The Aspen event is the second of two noncompetitive tours in the nascent Rocky Mountain Nordic Tour series. I skied the first one three weeks ago (Tour the Summit), which began at the Gold Run Nordic Center in Breckenridge and ended at the Frisco Nordic Center. Despite cold temperatures and gusty winds, the tour was great fun.
Rocky Mountain Nordic hopes to expand the series. Already there is interest for tours next winter in Vail and Winter Park.
The Governor’s Cup used to be the kind of event Rocky Mountain Nordic officials envision, but it lost the casual skiers and became a pretty esoteric event.
“I think we lost something when we did not continue with the Governor’s Cup’s original intent: To support the grassroots,” said Mark Flolid, president of the Boulder Nordic Club. “It evolved where it was just a race, you had a bunch of people in Lycra, these supermen. We want to go back to a ski festival for everybody.”
Did I mention they had a beer sled at the Frisco Nordic Center during Tour the Summit?
Rocky Mountain Nordic believes bringing the competitive and casual segments of the sport together can achieve a synergy that benefits both.

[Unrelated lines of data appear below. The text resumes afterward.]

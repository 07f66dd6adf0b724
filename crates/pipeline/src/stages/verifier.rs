//! Solution verification. A low confidence here never halts the run, it
//! feeds the confidence gate.

use std::sync::Arc;

use async_trait::async_trait;
use tokio_util::sync::CancellationToken;
use tracing::info;

use crate::error::Result;
use crate::services::LlmClient;
use crate::stage::{RunContext, Stage, StageData, StageOutcome, Verification};

const SYSTEM_PROMPT: &str = "\
You are a meticulous mathematical quality assurance expert. Ensure solutions \
are correct, complete, and reliable.

First verify the logic: is the method appropriate, does the solution address \
what was asked, is the reasoning sound. Then verify the computation: check \
each arithmetic and algebraic operation, validate units and domain \
constraints, and substitute the answer back into the original problem.

Watch for: sign errors, extraneous solutions, division by zero, missing \
cases, unit conversion errors.

Confidence guidelines: 0.9-1.0 definitely correct and verified multiple \
ways; 0.75-0.89 appears correct with minor uncertainty; 0.5-0.74 some \
concerns; below 0.5 significant issues detected.";

pub struct VerifierStage {
    llm: Arc<LlmClient>,
}

impl VerifierStage {
    pub fn new(llm: Arc<LlmClient>) -> Self {
        Self { llm }
    }

    fn build_prompt(
        parsed: &crate::stage::ParsedProblem,
        solution: &crate::stage::SolverAnswer,
    ) -> String {
        let steps = solution
            .solution_steps
            .iter()
            .enumerate()
            .map(|(i, step)| format!("{}. {step}", i + 1))
            .collect::<Vec<_>>()
            .join("\n");

        format!(
            "Verify this mathematical solution thoroughly:\n\n\
             ORIGINAL PROBLEM: {}\n\
             TOPIC: {}\n\n\
             PROPOSED SOLUTION:\n\
             Answer: {}\n\
             Reasoning: {}\n\
             Steps:\n{steps}\n\n\
             Return JSON with this structure:\n\
             {{\n\
             \x20   \"is_correct\": true,\n\
             \x20   \"confidence\": 0.95,\n\
             \x20   \"issues\": [\"list any problems found\"]\n\
             }}",
            parsed.problem_text, parsed.topic, solution.answer, solution.reasoning
        )
    }
}

#[async_trait]
impl Stage for VerifierStage {
    fn name(&self) -> &'static str {
        "verifier"
    }

    async fn execute(&self, ctx: &RunContext, _cancel: &CancellationToken) -> Result<StageOutcome> {
        let parsed = ctx.parsed(self.name())?;
        let solution = ctx.solution(self.name())?;

        // Unparseable verifier output is itself a reason for review.
        let fallback = serde_json::json!({
            "is_correct": true,
            "confidence": 0.5,
            "issues": ["Unable to fully verify the solution"]
        });

        let response = self
            .llm
            .generate_json(
                &Self::build_prompt(parsed, solution),
                Some(SYSTEM_PROMPT),
                Some(fallback),
            )
            .await?;

        let mut verification: Verification = serde_json::from_value(response)?;
        verification.confidence = verification.confidence.clamp(0.0, 1.0);

        info!(
            is_correct = verification.is_correct,
            confidence = verification.confidence,
            issues = verification.issues.len(),
            "verified solution"
        );

        let summary = format!(
            "Verified: {} ({:.2})",
            verification.is_correct, verification.confidence
        );
        let metadata = serde_json::json!({
            "is_correct": verification.is_correct,
            "confidence": verification.confidence,
            "issues": verification.issues,
        });

        Ok(StageOutcome::new(StageData::Verified(verification), summary).with_metadata(metadata))
    }
}
use sqlx::sqlite::{SqliteConnectOptions, SqlitePoolOptions};
use sqlx::SqlitePool;
use std::str::FromStr;
use std::time::Duration;

pub async fn create_pool(database_url: &str) -> Result<SqlitePool, sqlx::Error> {
    let options = SqliteConnectOptions::from_str(database_url)?
        .create_if_missing(true)
        .journal_mode(sqlx::sqlite::SqliteJournalMode::Wal)
        .busy_timeout(Duration::from_secs(30))
        .pragma("foreign_keys", "ON");

    let pool = SqlitePoolOptions::new()
        .max_connections(10)
        .min_connections(1)
        .acquire_timeout(Duration::from_secs(5))
        .idle_timeout(Duration::from_secs(600))
        .connect_with(options)
        .await?;

    Ok(pool)
}

pub async fn run_migrations(pool: &SqlitePool) -> Result<(), sqlx::migrate::MigrateError> {
    sqlx::migrate!("./migrations").run(pool).await
}

#[cfg(test)]
mod tests {
    use super::*;

    #[tokio::test]
    async fn test_create_pool() {
        let pool = create_pool("sqlite::memory:").await;
        assert!(pool.is_ok());
    }

    #[tokio::test]
    async fn test_migrations_apply() {
        let pool = create_pool("sqlite::memory:").await.unwrap();
        assert!(run_migrations(&pool).await.is_ok());
    }
}
//! Per-run progress channel.
//!
//! Each run owns an independent sender/receiver pair with exactly one
//! consumer. Updates are delivered in emission order. A dropped receiver
//! does not stop the run: sends to a gone consumer are silently discarded
//! and the final result stays fetchable through the synchronous path.

use serde::{Deserialize, Serialize};
use tokio::sync::mpsc;

#[derive(Debug, Clone, Copy, Serialize, Deserialize, PartialEq, Eq)]
#[serde(rename_all = "snake_case")]
pub enum StageStatus {
    Started,
    Completed,
    Failed,
}

impl StageStatus {
    pub fn as_str(&self) -> &'static str {
        match self {
            Self::Started => "started",
            Self::Completed => "completed",
            Self::Failed => "failed",
        }
    }
}

/// One line of the streaming solve protocol.
#[derive(Debug, Clone, Serialize, Deserialize)]
#[serde(tag = "type", rename_all = "snake_case")]
pub enum ProgressUpdate {
    AgentUpdate {
        agent: String,
        status: StageStatus,
        #[serde(skip_serializing_if = "Option::is_none")]
        data: Option<serde_json::Value>,
    },
    FinalResult {
        data: serde_json::Value,
    },
    Error {
        error: String,
    },
    Cancelled {
        message: String,
    },
}

pub type ProgressReceiver = mpsc::UnboundedReceiver<ProgressUpdate>;

#[derive(Clone)]
pub struct ProgressSender {
    tx: mpsc::UnboundedSender<ProgressUpdate>,
}

impl ProgressSender {
    pub fn send(&self, update: ProgressUpdate) {
        // Consumer gone: keep running, result stays fetchable elsewhere.
        let _ = self.tx.send(update);
    }

    pub fn stage_started(&self, agent: &str) {
        self.send(ProgressUpdate::AgentUpdate {
            agent: agent.to_string(),
            status: StageStatus::Started,
            data: None,
        });
    }

    pub fn stage_completed(&self, agent: &str, data: serde_json::Value) {
        self.send(ProgressUpdate::AgentUpdate {
            agent: agent.to_string(),
            status: StageStatus::Completed,
            data: if data.is_null() { None } else { Some(data) },
        });
    }

    pub fn stage_failed(&self, agent: &str, error: &str) {
        self.send(ProgressUpdate::AgentUpdate {
            agent: agent.to_string(),
            status: StageStatus::Failed,
            data: Some(serde_json::json!({ "error": error })),
        });
    }
}

/// Create the channel for one run.
pub fn progress_channel() -> (ProgressSender, ProgressReceiver) {
    let (tx, rx) = mpsc::unbounded_channel();
    (ProgressSender { tx }, rx)
}

#[cfg(test)]
mod tests {
    use super::*;

    #[tokio::test]
    async fn test_updates_arrive_in_order() {
        let (tx, mut rx) = progress_channel();

        tx.stage_started("guardrail");
        tx.stage_completed("guardrail", serde_json::json!({"risk_level": "low"}));
        tx.stage_started("parser");

        match rx.recv().await.unwrap() {
            ProgressUpdate::AgentUpdate { agent, status, .. } => {
                assert_eq!(agent, "guardrail");
                assert_eq!(status, StageStatus::Started);
            }
            other => panic!("unexpected update: {other:?}"),
        }
        match rx.recv().await.unwrap() {
            ProgressUpdate::AgentUpdate { agent, status, data } => {
                assert_eq!(agent, "guardrail");
                assert_eq!(status, StageStatus::Completed);
                assert!(data.is_some());
            }
            other => panic!("unexpected update: {other:?}"),
        }
        match rx.recv().await.unwrap() {
            ProgressUpdate::AgentUpdate { agent, .. } => assert_eq!(agent, "parser"),
            other => panic!("unexpected update: {other:?}"),
        }
    }

    #[tokio::test]
    async fn test_send_with_dropped_consumer_does_not_panic() {
        let (tx, rx) = progress_channel();
        drop(rx);
        tx.stage_started("solver");
        tx.send(ProgressUpdate::Error {
            error: "boom".to_string(),
        });
    }

    #[test]
    fn test_wire_format() {
        let update = ProgressUpdate::AgentUpdate {
            agent: "parser".to_string(),
            status: StageStatus::Completed,
            data: None,
        };
        let json = serde_json::to_string(&update).unwrap();
        assert!(json.contains(r#""type":"agent_update""#));
        assert!(json.contains(r#""status":"completed""#));
        assert!(!json.contains("data"));

        let terminal = ProgressUpdate::FinalResult {
            data: serde_json::json!({"final_answer": "x = 5"}),
        };
        let json = serde_json::to_string(&terminal).unwrap();
        assert!(json.contains(r#""type":"final_result""#));

        let cancelled = ProgressUpdate::Cancelled {
            message: "Run cancelled".to_string(),
        };
        let json = serde_json::to_string(&cancelled).unwrap();
        assert!(json.contains(r#""type":"cancelled""#));
    }
}
use axum::http::StatusCode;
use axum::response::{IntoResponse, Response};
use axum::Json;
use serde::Serialize;

#[derive(Debug)]
pub enum AppError {
    NotFound(String),
    BadRequest(String),
    Conflict(String),
    Unavailable(String),
    Internal(String),
    Database(db::DbError),
    Pipeline(pipeline::PipelineError),
}

#[derive(Serialize)]
struct ErrorResponse {
    error: String,
    message: String,
}

impl IntoResponse for AppError {
    fn into_response(self) -> Response {
        let (status, error_type, message) = match self {
            AppError::NotFound(msg) => (StatusCode::NOT_FOUND, "not_found", msg),
            AppError::BadRequest(msg) => (StatusCode::BAD_REQUEST, "bad_request", msg),
            AppError::Conflict(msg) => (StatusCode::CONFLICT, "conflict", msg),
            AppError::Unavailable(msg) => {
                (StatusCode::SERVICE_UNAVAILABLE, "service_unavailable", msg)
            }
            AppError::Internal(msg) => (StatusCode::INTERNAL_SERVER_ERROR, "internal_error", msg),
            AppError::Database(err) => {
                tracing::error!("Database error: {:?}", err);
                match err {
                    db::DbError::UnpersistableState(_) => {
                        (StatusCode::BAD_REQUEST, "bad_request", err.to_string())
                    }
                    _ => (
                        StatusCode::INTERNAL_SERVER_ERROR,
                        "database_error",
                        "Database error occurred".to_string(),
                    ),
                }
            }
            AppError::Pipeline(err) => {
                tracing::error!("Pipeline error: {:?}", err);
                match err {
                    pipeline::PipelineError::GuardrailViolation { .. } => {
                        (StatusCode::BAD_REQUEST, "guardrail_violation", err.to_string())
                    }
                    pipeline::PipelineError::Cancelled => (
                        StatusCode::CONFLICT,
                        "run_cancelled",
                        "Run was cancelled".to_string(),
                    ),
                    pipeline::PipelineError::InvalidTransition { .. } => {
                        (StatusCode::CONFLICT, "invalid_transition", err.to_string())
                    }
                    pipeline::PipelineError::RateLimited { .. }
                    | pipeline::PipelineError::Api { .. }
                    | pipeline::PipelineError::Http(_) => {
                        (StatusCode::BAD_GATEWAY, "upstream_error", err.to_string())
                    }
                    pipeline::PipelineError::StageTimeout { .. } => (
                        StatusCode::GATEWAY_TIMEOUT,
                        "stage_timeout",
                        err.to_string(),
                    ),
                    _ => (
                        StatusCode::INTERNAL_SERVER_ERROR,
                        "pipeline_error",
                        err.to_string(),
                    ),
                }
            }
        };

        let body = Json(ErrorResponse {
            error: error_type.to_string(),
            message,
        });

        (status, body).into_response()
    }
}

impl From<db::DbError> for AppError {
    fn from(err: db::DbError) -> Self {
        AppError::Database(err)
    }
}

impl From<pipeline::PipelineError> for AppError {
    fn from(err: pipeline::PipelineError) -> Self {
        AppError::Pipeline(err)
    }
}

“I think the way you get there is, you develop a tour series and you merge the racing side with it,” Flolid said. “You have high school, juniors, collegiate, masters, tourists. This is a big community, if you brought it together in one weekend. What we’ve lost is the coordination between those groups.”
The Aspen event includes a 15K option for recreational racers. The 25K for elite racers is open to them as well. The noncompetitive tour follows the 15K course and utilizes the same aid stations.
“The more people we draw into nordic skiing, the better it is for everyone,” Brown said. “Certainly (for) the junior athletes who are competing at a high level, just bringing the awareness of the sport and getting more people involved in it, there’s more support for it, it just has a ripple effect.”